Como decíamos, Young Sánchez cuenta el paso de amateur a profesional de Paco Sánchez (excelente Julián Mateos) que entrena a diario en un gimnasio junto a su entrenador Luis Romero. Sánchez es un rabioso empleado de fábrica —trabaja en una de máquinas de escribir— que a pesar de haber sido testigo silente de la caída del Conca (Carlos Otero) por culpa del alcohol y otros abusos de los que no se habla, no se da por aludido a la hora de querer ascender en este deporte que aquí, como en tantas ocasiones, no es tal. El boxeo como épica que trasciende la vida y la muerte y el hecho de empezar a ver combates amañados hacen a Sánchez naufragar por un proceloso mar del que, por otro lado, se defiende solo, con compañerismo —impagable la secuencia del combate en la playa, donde trata de curar con agua del mar las heridas de su rival— y sin admitir ayuda de nadie. Los papeles del padre (contenido Luis Ciges) que es su primer mitómano, alguien que colecciona recortes de periódico con su nombre, o de su madre (entrañable Consuelo de Nieva) que le cose su primer batín para su entrada en el mundillo, son los de dos secundarios de lujo, personajes del lumpen oprimido que bien podrían haber quedado cegados por el poderío de don Rafael (Sergio Doré) a quien ni el preparador (Luis Romero) ni nadie de su primer gimnasio pueden ni ver. Existe asimismo una denuncia social a todo lo que deja de ser deporte para convertirse en negocio, y esto lo notamos en las secuencias de vestuario —solo uno, para todos los que pelean— que recuerdan tanto a las de Nadie puede vencerme, ya citada.
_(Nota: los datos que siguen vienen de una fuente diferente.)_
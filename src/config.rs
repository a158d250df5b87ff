//! Schedule configuration

use serde::{Deserialize, Serialize};

/// Tunables for a [`crate::schedule::Schedule`]
#[derive(Debug, Clone, Copy, PartialEq, Eq, Serialize, Deserialize)]
#[serde(default)]
pub struct ScheduleConfig {
    /// Minutes between a flight's arrival and its derived return departure
    pub turnaround: u64,

    /// Flight minutes per aircraft per day before it counts as overworked
    pub max_daily_flight_time: u64,
}

impl Default for ScheduleConfig {
    fn default() -> Self {
        Self {
            turnaround: 0,
            max_daily_flight_time: 12 * 60,
        }
    }
}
Producida por Ignacio F. Iquino que logra una labor también excelente en cuanto a búsqueda de localizaciones, la música de Enrique Escobar apenas se nota, dados los momentos en que, por lo duro de la trama, es necesario el silencio como arma que potencia el conflicto. La fotografía de Víctor Monreal, ligeramente granulosa y el montaje de Juan Luis Oliver, saben ceñirse a toda una idea de conjunto que muestra a la vez la precariedad de la que hablábamos y la estética más norteamericana posible, haciendo ver que, si se quiere, se puede. El trabajo en el recinto del Price Barcelona donde son los combates está igualmente conseguido desde el contraste entre la opulencia y la miseria, gracias a Andrés Vallvé. Es muy posible que el también relato de Aldecoa fuese más suave que la película de Mario Camus, que una vez metido en camisa de once varas, carga las tintas sobre el también antihéroe interpretado por Julián Mateos. Sin embargo, son estas licencias las que en su rudeza o bestialismo tan bien se le dan al Séptimo Arte. Asimismo, el maquillaje de Práxedes Martínez y Amparo Primo, siendo más sobrio que en otros casos citados, logran hacernos ver cicatrices inauditas en un héroe, que muchas veces como decimos no es tal, y que a sabiendas de lo que debían suponer sus honorarios se vuelve loco por un duro de más. En este sentido, y citando como venimos haciendo a Joyce Carol Oates en su ensayo Del boxeo: «a medida que la mirada se ejercita, el espectador comienza a ver las complejas pautas que subyacen en la demencia, y se entienden como coherentes e inteligentes y a menudo inspiradas las que al principio solo parecen acciones confusas».